= Sir John Morris, 1st Baronet =

British industrialist

Sir John Morris, 1st Baronet (15 July 1745 – 25 June 1819), was a British industrialist, active in copper-smelting and coal-mining in Swansea, South Wales.

==Biography==

===Early life===
John Morris was born on 15 July 1745. He was the son of Robert Morris (died 1768) and Margaret Morris (née Jenkins) who in later life lived in Tredegar. Robert was a Shropshire entrepreneur who had come to Swansea in 1724 to supervise the Llangyfelach Copper Works, founded in 1717, and had taken control of the works when the owner, John Lane, was declared bankrupt in 1726. John Morris had four older siblings: Robert (a barrister born 1743, a supporter of the radical politician, John Wilkes, who died unmarried c. 1797), Bridget, Jane and Margaret, who as Margaret Desenfans became one of the co-founders of the Dulwich Picture Gallery

===Morriston===

The family expanded their copper-smelting and coal-mining interests in the Tawe valley throughout the remainder of the eighteenth century.
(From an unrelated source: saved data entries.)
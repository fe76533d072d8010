//! HTTP server for the document explorer
//!
//! Holds the upload directory, the reference-document path, and the
//! per-session active-file map. The router is built separately from the
//! listener so tests can drive it with `tower::ServiceExt`.

use axum::{
    extract::DefaultBodyLimit,
    response::{Html, IntoResponse},
    routing::{delete, get, post},
    Router,
};
use rust_embed::RustEmbed;
use serde_json::Value;
use std::collections::HashMap;
use std::fs;
use std::path::PathBuf;
use std::sync::Arc;
use tokio::sync::RwLock;
use tower_http::cors::CorsLayer;
use tracing::{info, warn};

use super::handler;

/// Upload size cap.
pub const MAX_UPLOAD_BYTES: usize = 16 * 1024 * 1024;

/// Name under which the built-in reference document is exposed to clients.
/// It is always listed, always selectable, and never deletable.
pub const REFERENCE_DOCUMENT: &str = "principles.json";

#[derive(RustEmbed)]
#[folder = "src/http/static/"]
struct Assets;

async fn index_handler() -> impl IntoResponse {
    match Assets::get("index.html") {
        Some(asset) => {
            Html(String::from_utf8_lossy(asset.data.as_ref()).to_string()).into_response()
        }
        None => (axum::http::StatusCode::NOT_FOUND, "missing UI asset").into_response(),
    }
}

/// Shared server state.
pub struct AppState {
    uploads_dir: PathBuf,
    reference_path: PathBuf,
    /// Active document per client session. Sessions that never selected or
    /// uploaded anything fall back to the reference document.
    sessions: RwLock<HashMap<String, String>>,
}

impl AppState {
    pub fn new(uploads_dir: impl Into<PathBuf>, reference_path: impl Into<PathBuf>) -> Self {
        Self {
            uploads_dir: uploads_dir.into(),
            reference_path: reference_path.into(),
            sessions: RwLock::new(HashMap::new()),
        }
    }

    pub fn uploads_dir(&self) -> &PathBuf {
        &self.uploads_dir
    }

    /// The active document name for a session.
    pub async fn active_file(&self, session: &str) -> String {
        self.sessions
            .read()
            .await
            .get(session)
            .cloned()
            .unwrap_or_else(|| REFERENCE_DOCUMENT.to_string())
    }

    /// Set the active document for a session.
    pub async fn set_active(&self, session: &str, filename: &str) {
        self.sessions
            .write()
            .await
            .insert(session.to_string(), filename.to_string());
    }

    /// Reset every session pointing at `filename` back to the reference
    /// document. Used after a delete.
    pub async fn reset_sessions_for(&self, filename: &str) {
        let mut sessions = self.sessions.write().await;
        for active in sessions.values_mut() {
            if active == filename {
                *active = REFERENCE_DOCUMENT.to_string();
            }
        }
    }

    /// On-disk path of a named document.
    pub fn document_path(&self, filename: &str) -> PathBuf {
        if filename == REFERENCE_DOCUMENT {
            self.reference_path.clone()
        } else {
            self.uploads_dir.join(filename)
        }
    }

    /// Uploaded document names, sorted. The reference document is not listed
    /// here; handlers prepend it so it always appears first.
    pub fn uploaded_files(&self) -> Vec<String> {
        let entries = match fs::read_dir(&self.uploads_dir) {
            Ok(entries) => entries,
            Err(_) => return Vec::new(),
        };
        let mut files: Vec<String> = entries
            .filter_map(|entry| entry.ok())
            .filter_map(|entry| entry.file_name().into_string().ok())
            .filter(|name| name.ends_with(".json"))
            .collect();
        files.sort();
        files
    }

    /// Load a named document, absorbing failures into `None`.
    pub fn load_document(&self, filename: &str) -> Option<Value> {
        let path = self.document_path(filename);
        let bytes = match fs::read(&path) {
            Ok(bytes) => bytes,
            Err(e) => {
                warn!("failed to read {:?}: {}", path, e);
                return None;
            }
        };
        match serde_json::from_slice(&bytes) {
            Ok(value) => Some(value),
            Err(e) => {
                warn!("failed to parse {:?}: {}", path, e);
                None
            }
        }
    }
}

/// Build the application router over shared state.
pub fn router(state: Arc<AppState>) -> Router {
    Router::new()
        .route("/", get(index_handler))
        .route("/api/status", get(handler::status))
        .route("/api/files", get(handler::list_files))
        .route("/api/files/:name/select", post(handler::select_file))
        .route("/api/files/:name", delete(handler::delete_file))
        .route("/api/upload", post(handler::upload))
        .route("/api/upload-batch", post(handler::upload_batch))
        .route("/api/query", post(handler::query))
        .layer(DefaultBodyLimit::max(MAX_UPLOAD_BYTES))
        .layer(CorsLayer::permissive())
        .with_state(state)
}

/// HTTP server managing the explorer API and static assets.
pub struct HttpServer {
    state: Arc<AppState>,
    port: u16,
}

impl HttpServer {
    /// Create a new HTTP server.
    pub fn new(state: Arc<AppState>, port: u16) -> Self {
        Self { state, port }
    }

    /// Start the HTTP server.
    pub async fn start(&self) -> Result<(), Box<dyn std::error::Error>> {
        fs::create_dir_all(self.state.uploads_dir())?;

        let app = router(Arc::clone(&self.state));
        let addr = format!("0.0.0.0:{}", self.port);
        let listener = tokio::net::TcpListener::bind(&addr).await?;

        info!(
            "document explorer available at http://localhost:{}",
            self.port
        );

        axum::serve(listener, app).await?;

        Ok(())
    }
}
//! Schema tests for the shipped seed documents
//!
//! The answer renderers walk fixed field names; these tests pin the shipped
//! data files to that contract so a data edit cannot silently hollow out the
//! answers.

use serde_json::Value;
use std::collections::HashSet;
use std::fs;
use std::path::Path;

fn load(name: &str) -> Value {
    let path = Path::new(env!("CARGO_MANIFEST_DIR")).join("data").join(name);
    let bytes = fs::read(&path).unwrap_or_else(|e| panic!("cannot read {path:?}: {e}"));
    serde_json::from_slice(&bytes).unwrap_or_else(|e| panic!("cannot parse {path:?}: {e}"))
}

fn assert_fields(entry: &Value, fields: &[&str], what: &str) {
    for field in fields {
        assert!(
            entry.get(field).is_some(),
            "{what} entry missing field {field}: {entry}"
        );
    }
}

fn assert_unique_names(entries: &[Value], key: &str, what: &str) {
    let names: Vec<&str> = entries.iter().filter_map(|e| e[key].as_str()).collect();
    let unique: HashSet<&&str> = names.iter().collect();
    assert_eq!(names.len(), unique.len(), "duplicate {what} names");
}

#[test]
fn reference_document_has_every_top_level_section() {
    let reference = load("principles.json");
    for section in [
        "core_principles",
        "methodologies",
        "frameworks",
        "maturity_models",
        "performance_metrics",
        "implementation_best_practices",
        "common_challenges",
        "technology_enablers",
    ] {
        assert!(
            reference.get(section).is_some(),
            "missing top-level section {section}"
        );
    }
}

#[test]
fn core_principles_are_complete() {
    let reference = load("principles.json");
    let principles = reference["core_principles"].as_array().unwrap();
    assert_eq!(principles.len(), 7, "expected 7 core principles");

    for principle in principles {
        assert_fields(
            principle,
            &["name", "description", "benefits", "implementation_strategies"],
            "core principle",
        );
        assert!(!principle["benefits"].as_array().unwrap().is_empty());
        assert!(!principle["implementation_strategies"]
            .as_array()
            .unwrap()
            .is_empty());
    }
    assert_unique_names(principles, "name", "core principle");
}

#[test]
fn methodologies_are_complete() {
    let reference = load("principles.json");
    let methodologies = reference["methodologies"].as_array().unwrap();
    assert!(!methodologies.is_empty());

    for methodology in methodologies {
        assert_fields(
            methodology,
            &["name", "description", "key_concepts", "tools", "bpm_application"],
            "methodology",
        );
        assert!(!methodology["key_concepts"].as_array().unwrap().is_empty());
        assert!(!methodology["tools"].as_array().unwrap().is_empty());
    }
    assert_unique_names(methodologies, "name", "methodology");
}

#[test]
fn frameworks_cover_the_blended_accessors() {
    let reference = load("principles.json");
    let frameworks = reference["frameworks"].as_array().unwrap();

    for framework in frameworks {
        assert_fields(
            framework,
            &["name", "description", "components", "bpm_application"],
            "framework",
        );
        assert!(!framework["components"].as_array().unwrap().is_empty());
    }

    // The blended accessors look these up by exact name.
    let names: Vec<&str> = frameworks.iter().filter_map(|f| f["name"].as_str()).collect();
    for required in ["Porter's Five Forces", "Balanced Scorecard", "Value Chain Analysis"] {
        assert!(names.contains(&required), "missing framework {required}");
    }
}

#[test]
fn maturity_models_have_levels_or_dimensions() {
    let reference = load("principles.json");
    let models = reference["maturity_models"].as_array().unwrap();
    assert!(!models.is_empty());

    for model in models {
        assert_fields(model, &["name", "description", "bpm_application"], "maturity model");
        assert!(
            model.get("levels").is_some() || model.get("dimensions").is_some(),
            "maturity model {} needs levels or dimensions",
            model["name"]
        );
        if let Some(levels) = model["levels"].as_array() {
            assert!(!levels.is_empty());
            let first = &levels[0];
            assert!(first.get("level").is_some() || first.get("name").is_some());
            assert!(first.get("description").is_some());
        }
    }
}

#[test]
fn performance_metrics_are_categorized() {
    let reference = load("principles.json");
    let categories = reference["performance_metrics"].as_array().unwrap();
    assert!(!categories.is_empty());

    for category in categories {
        assert_fields(category, &["category", "metrics"], "metric category");
        let metrics = category["metrics"].as_array().unwrap();
        assert!(!metrics.is_empty());
        for metric in metrics {
            assert_fields(
                metric,
                &["name", "description", "calculation", "improvement_strategies"],
                "metric",
            );
            assert!(!metric["improvement_strategies"].as_array().unwrap().is_empty());
        }
    }
}

#[test]
fn practices_challenges_and_enablers_are_complete() {
    let reference = load("principles.json");

    for phase in reference["implementation_best_practices"].as_array().unwrap() {
        assert_fields(phase, &["phase", "practices"], "practice phase");
        assert!(!phase["practices"].as_array().unwrap().is_empty());
    }

    for challenge in reference["common_challenges"].as_array().unwrap() {
        assert_fields(
            challenge,
            &["challenge", "description", "mitigation_strategies"],
            "common challenge",
        );
        assert!(!challenge["mitigation_strategies"].as_array().unwrap().is_empty());
    }

    let enablers = reference["technology_enablers"].as_array().unwrap();
    for enabler in enablers {
        assert_fields(
            enabler,
            &["name", "description", "capabilities", "examples"],
            "technology enabler",
        );
        assert!(!enabler["capabilities"].as_array().unwrap().is_empty());
        assert!(!enabler["examples"].as_array().unwrap().is_empty());
    }
    assert_unique_names(enablers, "name", "technology enabler");
}

#[test]
fn subject_document_matches_the_renderer_contract() {
    let subject = load("electric_vehicle_industry.json");

    for section in [
        "industry_name",
        "industry_overview",
        "porter_five_forces_analysis",
        "balanced_scorecard_analysis",
        "process_optimization_recommendations",
        "value_chain_analysis",
        "competitive_landscape",
        "business_process_analysis",
    ] {
        assert!(subject.get(section).is_some(), "missing section {section}");
    }

    let overview = &subject["industry_overview"];
    assert!(overview["market_size"]["global_value"].is_string());
    assert!(overview["market_size"]["projected_growth"].is_string());

    let forces = subject["porter_five_forces_analysis"].as_object().unwrap();
    for force in [
        "threat_of_new_entrants",
        "bargaining_power_of_suppliers",
        "bargaining_power_of_buyers",
        "threat_of_substitutes",
        "industry_rivalry",
    ] {
        let details = forces.get(force).unwrap_or_else(|| panic!("missing force {force}"));
        assert!(details["level"].is_string());
        assert!(details["factors"].is_array());
        assert!(details["process_implications"].is_array());
    }

    let perspectives = subject["balanced_scorecard_analysis"].as_object().unwrap();
    for perspective in [
        "financial_perspective",
        "customer_perspective",
        "internal_process_perspective",
        "learning_and_growth_perspective",
    ] {
        let details = perspectives
            .get(perspective)
            .unwrap_or_else(|| panic!("missing perspective {perspective}"));
        assert!(details["key_objectives"].is_array());
        assert!(details["key_metrics"].is_array());
        assert!(details["process_maturity_assessment"].is_object());
    }

    let recommendations = &subject["process_optimization_recommendations"];
    for horizon in [
        "short_term_improvements",
        "medium_term_transformations",
        "long_term_strategic_innovations",
    ] {
        assert!(
            recommendations[horizon].is_array(),
            "missing horizon {horizon}"
        );
    }
}

#[test]
fn shipped_data_answers_questions_end_to_end() {
    let data_dir = Path::new(env!("CARGO_MANIFEST_DIR")).join("data");
    let mut store = bpmlens::DocumentStore::open(&data_dir);
    assert!(store.select_subject("electric vehicle"));

    let engine = bpmlens::QaEngine::new();

    let answer = engine.answer(&store, "how big is the market?");
    assert!(answer.contains("$500 billion"), "answer was: {answer}");

    let answer = engine.answer(&store, "how strong is supplier power?");
    assert!(answer.contains("Battery Cell Concentration"));

    let answer = engine.answer(&store, "what methodologies should we use?");
    assert!(answer.contains("Six Sigma"));
    assert!(answer.contains("Types of waste:"));
}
John Morris initiated in 1768 the building of the planned village of Morris Town (today the northern part of Swansea, Morriston), including 'Morris Castle', to house the company's workers. With a growing population by the 19th century, tin-plating became a major industry.

He was High Sheriff of Glamorgan in 1803 and in 1806 he was created a baronet, of Clasemont in the County of Glamorgan. Clasemont was their home in the Clase or Clâs part of Morriston which had been taken down before 1849 when the locality was summarised by topographer Samuel Lewis.

===Family===

His father died in 1768.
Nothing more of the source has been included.